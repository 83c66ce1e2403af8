use crate::{browser::config::{ConnectionOptions, LaunchOptions},
            browser::events::TabEventSource,
            error::{CaptureError, Result}};
use headless_chrome::{Browser, Tab};
use std::{ffi::OsStr,
          sync::Arc,
          time::{Duration, Instant}};

/// Browser session that manages a Chrome/Chromium instance
pub struct BrowserSession {
    /// The underlying headless_chrome Browser instance
    browser: Browser,
}

impl BrowserSession {
    /// Launch a new browser instance with the given options
    pub fn launch(options: LaunchOptions) -> Result<Self> {
        let mut launch_opts = headless_chrome::LaunchOptions::default();

        // Ignore default arguments to prevent detection by anti-bot services
        launch_opts.ignore_default_args.push(OsStr::new("--enable-automation"));
        launch_opts.args.push(OsStr::new("--disable-blink-features=AutomationControlled"));

        // A capture lasts as long as the user keeps scrolling
        launch_opts.idle_browser_timeout = Duration::from_secs(60 * 60);

        launch_opts.headless = options.headless;
        launch_opts.window_size = Some((options.window_width, options.window_height));

        if let Some(path) = options.chrome_path {
            launch_opts.path = Some(path);
        }

        if let Some(dir) = options.user_data_dir {
            launch_opts.user_data_dir = Some(dir);
        }

        launch_opts.sandbox = options.sandbox;

        let browser = Browser::new(launch_opts).map_err(|e| CaptureError::LaunchFailed(e.to_string()))?;

        browser.new_tab().map_err(|e| CaptureError::LaunchFailed(format!("Failed to create tab: {}", e)))?;

        Ok(Self { browser })
    }

    /// Attach to a browser started with `--remote-debugging-port`, waiting up
    /// to `options.timeout` for its existing tabs to be discovered
    pub fn connect(options: ConnectionOptions) -> Result<Self> {
        let browser = Browser::connect(options.ws_url).map_err(|e| CaptureError::ConnectionFailed(e.to_string()))?;
        let session = Self { browser };

        let deadline = Instant::now() + Duration::from_millis(options.timeout);
        while session.get_tabs()?.is_empty() && Instant::now() < deadline {
            std::thread::sleep(Duration::from_millis(100));
        }

        Ok(session)
    }

    /// Get the active tab
    pub fn tab(&self) -> Result<Arc<Tab>> {
        self.get_active_tab()
    }

    /// Create a new tab
    pub fn new_tab(&self) -> Result<Arc<Tab>> {
        let tab = self
            .browser
            .new_tab()
            .map_err(|e| CaptureError::TabOperationFailed(format!("Failed to create tab: {}", e)))?;
        Ok(tab)
    }

    /// Get all tabs
    pub fn get_tabs(&self) -> Result<Vec<Arc<Tab>>> {
        let tabs = self
            .browser
            .get_tabs()
            .lock()
            .map_err(|e| CaptureError::TabOperationFailed(format!("Failed to get tabs: {}", e)))?
            .clone();

        Ok(tabs)
    }

    /// Get the currently active tab by checking the document visibility and focus state
    pub fn get_active_tab(&self) -> Result<Arc<Tab>> {
        let tabs = self.get_tabs()?;

        // First pass: check for both visibility and focus (strongest signal)
        for tab in &tabs {
            match tab.evaluate("document.visibilityState === 'visible' && document.hasFocus()", false) {
                Ok(remote_object) => {
                    if remote_object.value.and_then(|v| v.as_bool()).unwrap_or(false) {
                        return Ok(tab.clone());
                    }
                }
                Err(e) => {
                    log::debug!("Failed to check tab status: {}", e);
                    continue;
                }
            }
        }

        // Second pass: visibility only
        for tab in &tabs {
            if let Ok(remote_object) = tab.evaluate("document.visibilityState === 'visible'", false) {
                if remote_object.value.and_then(|v| v.as_bool()).unwrap_or(false) {
                    return Ok(tab.clone());
                }
            }
        }

        Err(CaptureError::TabOperationFailed("No active tab found".to_string()))
    }

    /// The active tab, or a new one when none is visible
    pub fn active_or_new_tab(&self) -> Result<Arc<Tab>> {
        match self.get_active_tab() {
            Ok(tab) => Ok(tab),
            Err(e) => {
                log::debug!("{}; opening a new tab", e);
                self.new_tab()
            }
        }
    }

    /// Get the underlying Browser instance
    pub fn browser(&self) -> &Browser {
        &self.browser
    }

    /// Navigate a tab to a URL
    pub fn navigate(&self, tab: &Tab, url: &str) -> Result<()> {
        tab.navigate_to(url)
            .map_err(|e| CaptureError::NavigationFailed(format!("Failed to navigate to {}: {}", url, e)))?;

        Ok(())
    }

    /// Wait for a tab's navigation to complete
    pub fn wait_for_navigation(&self, tab: &Tab) -> Result<()> {
        tab.wait_until_navigated()
            .map_err(|e| CaptureError::NavigationFailed(format!("Navigation timeout: {}", e)))?;

        Ok(())
    }

    /// Network event source for a tab
    pub fn event_source(&self, tab: Arc<Tab>) -> TabEventSource {
        TabEventSource::new(tab)
    }
}

#[cfg(test)]
mod tests {
    use super::*;

    #[test]
    fn test_launch_options_builder() {
        let opts = LaunchOptions::new()
            .headless(true)
            .window_size(800, 600)
            .user_data_dir("chrome_profile");

        assert!(opts.headless);
        assert_eq!(opts.window_width, 800);
        assert_eq!(opts.window_height, 600);
        assert_eq!(opts.user_data_dir.as_deref(), Some(std::path::Path::new("chrome_profile")));
    }

    #[test]
    fn test_launch_options_default_is_headed() {
        let opts = LaunchOptions::default();
        assert!(!opts.headless);
        assert_eq!((opts.window_width, opts.window_height), (1280, 900));
    }

    #[test]
    fn test_connection_options() {
        let opts = ConnectionOptions::new("ws://localhost:9222").timeout(5000);

        assert_eq!(opts.ws_url, "ws://localhost:9222");
        assert_eq!(opts.timeout, 5000);
    }

    // Integration tests (require Chrome to be installed)
    #[test]
    #[ignore] // Ignore by default, run with: cargo test -- --ignored
    fn test_launch_browser() {
        let result = BrowserSession::launch(LaunchOptions::new().headless(true));
        assert!(result.is_ok());
    }

    #[test]
    #[ignore]
    fn test_navigate() {
        let session = BrowserSession::launch(LaunchOptions::new().headless(true)).expect("Failed to launch browser");
        let tab = session.active_or_new_tab().expect("Failed to get tab");

        let result = session.navigate(&tab, "about:blank");
        assert!(result.is_ok());
    }
}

□ □ □ □ □

Required action —
Retype the lines above, keeping every character.

Answer section —
repository 83c66ce1e2403af8
use crate::{browser::config::{ConnectionOptions, LaunchOptions},
            browser::events::TabEventSource,
            error::{CaptureError, Result}};
use headless_chrome::{Browser, Tab};
use std::{ffi::OsStr,
          sync::Arc,
          time::{Duration, Instant}};

/// Browser session that manages a Chrome/Chromium instance
pub struct BrowserSession {
    /// The underlying headless_chrome Browser instance
    browser: Browser,
}

impl BrowserSession {
    /// Launch a new browser instance with the given options
    pub fn launch(options: LaunchOptions) -> Result<Self> {
        let mut launch_opts = headless_chrome::LaunchOptions::default();

        // Ignore default arguments to prevent detection by anti-bot services
        launch_opts.ignore_default_args.push(OsStr::new("--enable-automation"));
        launch_opts.args.push(OsStr::new("--disable-blink-features=AutomationControlled"));

        // A capture lasts as long as the user keeps scrolling
        launch_opts.idle_browser_timeout = Duration::from_secs(60 * 60);

        launch_opts.headless = options.headless;
        launch_opts.window_size = Some((options.window_width, options.window_height));

        if let Some(path) = options.chrome_path {
            launch_opts.path = Some(path);
        }

        if let Some(dir) = options.user_data_dir {
            launch_opts.user_data_dir = Some(dir);
        }

        launch_opts.sandbox = options.sandbox;

        let browser = Browser::new(launch_opts).map_err(|e| CaptureError::LaunchFailed(e.to_string()))?;

        browser.new_tab().map_err(|e| CaptureError::LaunchFailed(format!("Failed to create tab: {}", e)))?;

        Ok(Self { browser })
    }

    /// Attach to a browser started with `--remote-debugging-port`, waiting up
    /// to `options.timeout` for its existing tabs to be discovered
    pub fn connect(options: ConnectionOptions) -> Result<Self> {
        let browser = Browser::connect(options.ws_url).map_err(|e| CaptureError::ConnectionFailed(e.to_string()))?;
        let session = Self { browser };

        let deadline = Instant::now() + Duration::from_millis(options.timeout);
        while session.get_tabs()?.is_empty() && Instant::now() < deadline {
            std::thread::sleep(Duration::from_millis(100));
        }

        Ok(session)
    }

    /// Get the active tab
    pub fn tab(&self) -> Result<Arc<Tab>> {
        self.get_active_tab()
    }

    /// Create a new tab
    pub fn new_tab(&self) -> Result<Arc<Tab>> {
        let tab = self
            .browser
            .new_tab()
            .map_err(|e| CaptureError::TabOperationFailed(format!("Failed to create tab: {}", e)))?;
        Ok(tab)
    }

    /// Get all tabs
    pub fn get_tabs(&self) -> Result<Vec<Arc<Tab>>> {
        let tabs = self
            .browser
            .get_tabs()
            .lock()
            .map_err(|e| CaptureError::TabOperationFailed(format!("Failed to get tabs: {}", e)))?
            .clone();

        Ok(tabs)
    }

    /// Get the currently active tab by checking the document visibility and focus state
    pub fn get_active_tab(&self) -> Result<Arc<Tab>> {
        let tabs = self.get_tabs()?;

        // First pass: check for both visibility and focus (strongest signal)
        for tab in &tabs {
            match tab.evaluate("document.visibilityState === 'visible' && document.hasFocus()", false) {
                Ok(remote_object) => {
                    if remote_object.value.and_then(|v| v.as_bool()).unwrap_or(false) {
                        return Ok(tab.clone());
                    }
                }
                Err(e) => {
                    log::debug!("Failed to check tab status: {}", e);
                    continue;
                }
            }
        }

        // Second pass: visibility only
        for tab in &tabs {
            if let Ok(remote_object) = tab.evaluate("document.visibilityState === 'visible'", false) {
                if remote_object.value.and_then(|v| v.as_bool()).unwrap_or(false) {
                    return Ok(tab.clone());
                }
            }
        }

        Err(CaptureError::TabOperationFailed("No active tab found".to_string()))
    }

    /// The active tab, or a new one when none is visible
    pub fn active_or_new_tab(&self) -> Result<Arc<Tab>> {
        match self.get_active_tab() {
            Ok(tab) => Ok(tab),
            Err(e) => {
                log::debug!("{}; opening a new tab", e);
                self.new_tab()
            }
        }
    }

    /// Get the underlying Browser instance
    pub fn browser(&self) -> &Browser {
        &self.browser
    }

    /// Navigate a tab to a URL
    pub fn navigate(&self, tab: &Tab, url: &str) -> Result<()> {
        tab.navigate_to(url)
            .map_err(|e| CaptureError::NavigationFailed(format!("Failed to navigate to {}: {}", url, e)))?;

        Ok(())
    }

    /// Wait for a tab's navigation to complete
    pub fn wait_for_navigation(&self, tab: &Tab) -> Result<()> {
        tab.wait_until_navigated()
            .map_err(|e| CaptureError::NavigationFailed(format!("Navigation timeout: {}", e)))?;

        Ok(())
    }

    /// Network event source for a tab
    pub fn event_source(&self, tab: Arc<Tab>) -> TabEventSource {
        TabEventSource::new(tab)
    }
}

#[cfg(test)]
mod tests {
    use super::*;

    #[test]
    fn test_launch_options_builder() {
        let opts = LaunchOptions::new()
            .headless(true)
            .window_size(800, 600)
            .user_data_dir("chrome_profile");

        assert!(opts.headless);
        assert_eq!(opts.window_width, 800);
        assert_eq!(opts.window_height, 600);
        assert_eq!(opts.user_data_dir.as_deref(), Some(std::path::Path::new("chrome_profile")));
    }

    #[test]
    fn test_launch_options_default_is_headed() {
        let opts = LaunchOptions::default();
        assert!(!opts.headless);
        assert_eq!((opts.window_width, opts.window_height), (1280, 900));
    }

    #[test]
    fn test_connection_options() {
        let opts = ConnectionOptions::new("ws://localhost:9222").timeout(5000);

        assert_eq!(opts.ws_url, "ws://localhost:9222");
        assert_eq!(opts.timeout, 5000);
    }

    // Integration tests (require Chrome to be installed)
    #[test]
    #[ignore] // Ignore by default, run with: cargo test -- --ignored
    fn test_launch_browser() {
        let result = BrowserSession::launch(LaunchOptions::new().headless(true));
        assert!(result.is_ok());
    }

    #[test]
    #[ignore]
    fn test_navigate() {
        let session = BrowserSession::launch(LaunchOptions::new().headless(true)).expect("Failed to launch browser");
        let tab = session.active_or_new_tab().expect("Failed to get tab");

        let result = session.navigate(&tab, "about:blank");
        assert!(result.is_ok());
    }
}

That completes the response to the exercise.